### TASK TO CARRY OUT
From first line to last, output the records below exactly.

====== TASK DATA

//! # Branch Predictor Tests
//!
//! Drives the predictors through [`BranchPredictorWrapper`] exactly as fetch,
//! decode and execute do: predict at fetch, update on resolution, flush on discard.

use pipesim_core::config::{BranchPredictorConfig, PredictorKind, StaticPolicy};
use pipesim_core::core::units::bru::{
    BranchPrediction, BranchPredictor, BranchPredictorWrapper, BranchType,
};
use pretty_assertions::assert_eq;
use rstest::rstest;

fn predictor(kind: PredictorKind, policy: StaticPolicy) -> BranchPredictorWrapper {
    BranchPredictorWrapper::new(&BranchPredictorConfig {
        kind,
        static_policy: policy,
        ras_size: 4,
        btb_size: 16,
        history_bits: 4,
    })
}

#[rstest]
#[case(StaticPolicy::AlwaysTaken, -16, true)]
#[case(StaticPolicy::AlwaysTaken, 16, true)]
#[case(StaticPolicy::AlwaysNotTaken, -16, false)]
#[case(StaticPolicy::BackwardTakenForwardNotTaken, -16, true)]
#[case(StaticPolicy::BackwardTakenForwardNotTaken, 16, false)]
#[case(StaticPolicy::ForwardTakenBackwardNotTaken, 16, true)]
#[case(StaticPolicy::ForwardTakenBackwardNotTaken, -16, false)]
fn test_static_conditional_policy(
    #[case] policy: StaticPolicy,
    #[case] offset: i64,
    #[case] taken: bool,
) {
    let mut bp = predictor(PredictorKind::Static, policy);
    let prediction = bp.predict(0x100, BranchType::Conditional, Some(offset), 4);
    if taken {
        assert_eq!(prediction, BranchPrediction::taken(0x100u64.wrapping_add_signed(offset)));
    } else {
        assert_eq!(prediction, BranchPrediction::not_taken(0x104));
    }
}

#[rstest]
#[case(PredictorKind::Static)]
#[case(PredictorKind::GShare)]
fn test_direct_jumps_are_taken(#[case] kind: PredictorKind) {
    let mut bp = predictor(kind, StaticPolicy::AlwaysNotTaken);
    assert_eq!(
        bp.predict(0x40, BranchType::Unconditional, Some(0x20), 4),
        BranchPrediction::taken(0x60)
    );
    // An indirect jump with no history falls through.
    assert_eq!(
        bp.predict(0x40, BranchType::Unconditional, None, 4),
        BranchPrediction::not_taken(0x44)
    );
}

#[rstest]
#[case(PredictorKind::Static)]
#[case(PredictorKind::GShare)]
fn test_return_uses_the_call_site(#[case] kind: PredictorKind) {
    let mut bp = predictor(kind, StaticPolicy::AlwaysNotTaken);
    let _ = bp.predict(0x100, BranchType::SubroutineCall, Some(0x100), 4);
    let _ = bp.predict(0x200, BranchType::SubroutineCall, Some(0x100), 2);
    assert_eq!(
        bp.predict(0x300, BranchType::Return, None, 4),
        BranchPrediction::taken(0x202)
    );
    assert_eq!(
        bp.predict(0x304, BranchType::Return, None, 4),
        BranchPrediction::taken(0x104)
    );
}

#[test]
fn test_flush_undoes_speculative_return_stack_changes() {
    let mut bp = predictor(PredictorKind::Static, StaticPolicy::AlwaysNotTaken);
    let _ = bp.predict(0x100, BranchType::SubroutineCall, Some(0x100), 4);
    bp.update(0x100, true, 0x200, BranchType::SubroutineCall, 1);

    // A return and a nested call fetched down a wrong path, then flushed youngest first.
    let _ = bp.predict(0x300, BranchType::Return, None, 4);
    let _ = bp.predict(0x400, BranchType::SubroutineCall, Some(0x40), 4);
    bp.flush(0x400);
    bp.flush(0x300);

    assert_eq!(
        bp.predict(0x300, BranchType::Return, None, 4),
        BranchPrediction::taken(0x104)
    );
}

#[test]
fn test_flushed_call_leaves_the_stack_empty() {
    let mut bp = predictor(PredictorKind::GShare, StaticPolicy::AlwaysNotTaken);
    let _ = bp.predict(0x100, BranchType::SubroutineCall, Some(0x100), 4);
    bp.flush(0x100);
    assert_eq!(
        bp.predict(0x300, BranchType::Return, None, 4),
        BranchPrediction::not_taken(0x304)
    );
}

#[test]
fn test_gshare_learns_a_taken_branch() {
    let mut bp = predictor(PredictorKind::GShare, StaticPolicy::AlwaysNotTaken);
    // Fill the history with taken outcomes so the index settles, then train.
    for _ in 0..8 {
        let _ = bp.predict(0x80, BranchType::Conditional, Some(-0x20), 4);
        bp.update(0x80, true, 0x60, BranchType::Conditional, 0);
    }
    assert_eq!(
        bp.predict(0x80, BranchType::Conditional, Some(-0x20), 4),
        BranchPrediction::taken(0x60)
    );
}

#[test]
fn test_gshare_learns_an_indirect_target() {
    let mut bp = predictor(PredictorKind::GShare, StaticPolicy::AlwaysNotTaken);
    bp.update(0x80, true, 0x1234, BranchType::Unconditional, 0);
    assert_eq!(
        bp.predict(0x80, BranchType::Unconditional, None, 4),
        BranchPrediction::taken(0x1234)
    );
}

#[test]
fn test_gshare_unlearns_after_not_taken_outcomes() {
    let mut bp = predictor(PredictorKind::GShare, StaticPolicy::AlwaysNotTaken);
    for _ in 0..8 {
        bp.update(0x80, false, 0x84, BranchType::Conditional, 0);
    }
    assert_eq!(
        bp.predict(0x80, BranchType::Conditional, Some(-0x20), 4),
        BranchPrediction::not_taken(0x84)
    );
}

============

### THE ANSWER
//! # Branch Predictor Tests
//!
//! Drives the predictors through [`BranchPredictorWrapper`] exactly as fetch,
//! decode and execute do: predict at fetch, update on resolution, flush on discard.

use pipesim_core::config::{BranchPredictorConfig, PredictorKind, StaticPolicy};
use pipesim_core::core::units::bru::{
    BranchPrediction, BranchPredictor, BranchPredictorWrapper, BranchType,
};
use pretty_assertions::assert_eq;
use rstest::rstest;

fn predictor(kind: PredictorKind, policy: StaticPolicy) -> BranchPredictorWrapper {
    BranchPredictorWrapper::new(&BranchPredictorConfig {
        kind,
        static_policy: policy,
        ras_size: 4,
        btb_size: 16,
        history_bits: 4,
    })
}

#[rstest]
#[case(StaticPolicy::AlwaysTaken, -16, true)]
#[case(StaticPolicy::AlwaysTaken, 16, true)]
#[case(StaticPolicy::AlwaysNotTaken, -16, false)]
#[case(StaticPolicy::BackwardTakenForwardNotTaken, -16, true)]
#[case(StaticPolicy::BackwardTakenForwardNotTaken, 16, false)]
#[case(StaticPolicy::ForwardTakenBackwardNotTaken, 16, true)]
#[case(StaticPolicy::ForwardTakenBackwardNotTaken, -16, false)]
fn test_static_conditional_policy(
    #[case] policy: StaticPolicy,
    #[case] offset: i64,
    #[case] taken: bool,
) {
    let mut bp = predictor(PredictorKind::Static, policy);
    let prediction = bp.predict(0x100, BranchType::Conditional, Some(offset), 4);
    if taken {
        assert_eq!(prediction, BranchPrediction::taken(0x100u64.wrapping_add_signed(offset)));
    } else {
        assert_eq!(prediction, BranchPrediction::not_taken(0x104));
    }
}

#[rstest]
#[case(PredictorKind::Static)]
#[case(PredictorKind::GShare)]
fn test_direct_jumps_are_taken(#[case] kind: PredictorKind) {
    let mut bp = predictor(kind, StaticPolicy::AlwaysNotTaken);
    assert_eq!(
        bp.predict(0x40, BranchType::Unconditional, Some(0x20), 4),
        BranchPrediction::taken(0x60)
    );
    // An indirect jump with no history falls through.
    assert_eq!(
        bp.predict(0x40, BranchType::Unconditional, None, 4),
        BranchPrediction::not_taken(0x44)
    );
}

#[rstest]
#[case(PredictorKind::Static)]
#[case(PredictorKind::GShare)]
fn test_return_uses_the_call_site(#[case] kind: PredictorKind) {
    let mut bp = predictor(kind, StaticPolicy::AlwaysNotTaken);
    let _ = bp.predict(0x100, BranchType::SubroutineCall, Some(0x100), 4);
    let _ = bp.predict(0x200, BranchType::SubroutineCall, Some(0x100), 2);
    assert_eq!(
        bp.predict(0x300, BranchType::Return, None, 4),
        BranchPrediction::taken(0x202)
    );
    assert_eq!(
        bp.predict(0x304, BranchType::Return, None, 4),
        BranchPrediction::taken(0x104)
    );
}

#[test]
fn test_flush_undoes_speculative_return_stack_changes() {
    let mut bp = predictor(PredictorKind::Static, StaticPolicy::AlwaysNotTaken);
    let _ = bp.predict(0x100, BranchType::SubroutineCall, Some(0x100), 4);
    bp.update(0x100, true, 0x200, BranchType::SubroutineCall, 1);

    // A return and a nested call fetched down a wrong path, then flushed youngest first.
    let _ = bp.predict(0x300, BranchType::Return, None, 4);
    let _ = bp.predict(0x400, BranchType::SubroutineCall, Some(0x40), 4);
    bp.flush(0x400);
    bp.flush(0x300);

    assert_eq!(
        bp.predict(0x300, BranchType::Return, None, 4),
        BranchPrediction::taken(0x104)
    );
}

#[test]
fn test_flushed_call_leaves_the_stack_empty() {
    let mut bp = predictor(PredictorKind::GShare, StaticPolicy::AlwaysNotTaken);
    let _ = bp.predict(0x100, BranchType::SubroutineCall, Some(0x100), 4);
    bp.flush(0x100);
    assert_eq!(
        bp.predict(0x300, BranchType::Return, None, 4),
        BranchPrediction::not_taken(0x304)
    );
}

#[test]
fn test_gshare_learns_a_taken_branch() {
    let mut bp = predictor(PredictorKind::GShare, StaticPolicy::AlwaysNotTaken);
    // Fill the history with taken outcomes so the index settles, then train.
    for _ in 0..8 {
        let _ = bp.predict(0x80, BranchType::Conditional, Some(-0x20), 4);
        bp.update(0x80, true, 0x60, BranchType::Conditional, 0);
    }
    assert_eq!(
        bp.predict(0x80, BranchType::Conditional, Some(-0x20), 4),
        BranchPrediction::taken(0x60)
    );
}

#[test]
fn test_gshare_learns_an_indirect_target() {
    let mut bp = predictor(PredictorKind::GShare, StaticPolicy::AlwaysNotTaken);
    bp.update(0x80, true, 0x1234, BranchType::Unconditional, 0);
    assert_eq!(
        bp.predict(0x80, BranchType::Unconditional, None, 4),
        BranchPrediction::taken(0x1234)
    );
}

#[test]
fn test_gshare_unlearns_after_not_taken_outcomes() {
    let mut bp = predictor(PredictorKind::GShare, StaticPolicy::AlwaysNotTaken);
    for _ in 0..8 {
        bp.update(0x80, false, 0x84, BranchType::Conditional, 0);
    }
    assert_eq!(
        bp.predict(0x80, BranchType::Conditional, Some(-0x20), 4),
        BranchPrediction::not_taken(0x84)
    );
}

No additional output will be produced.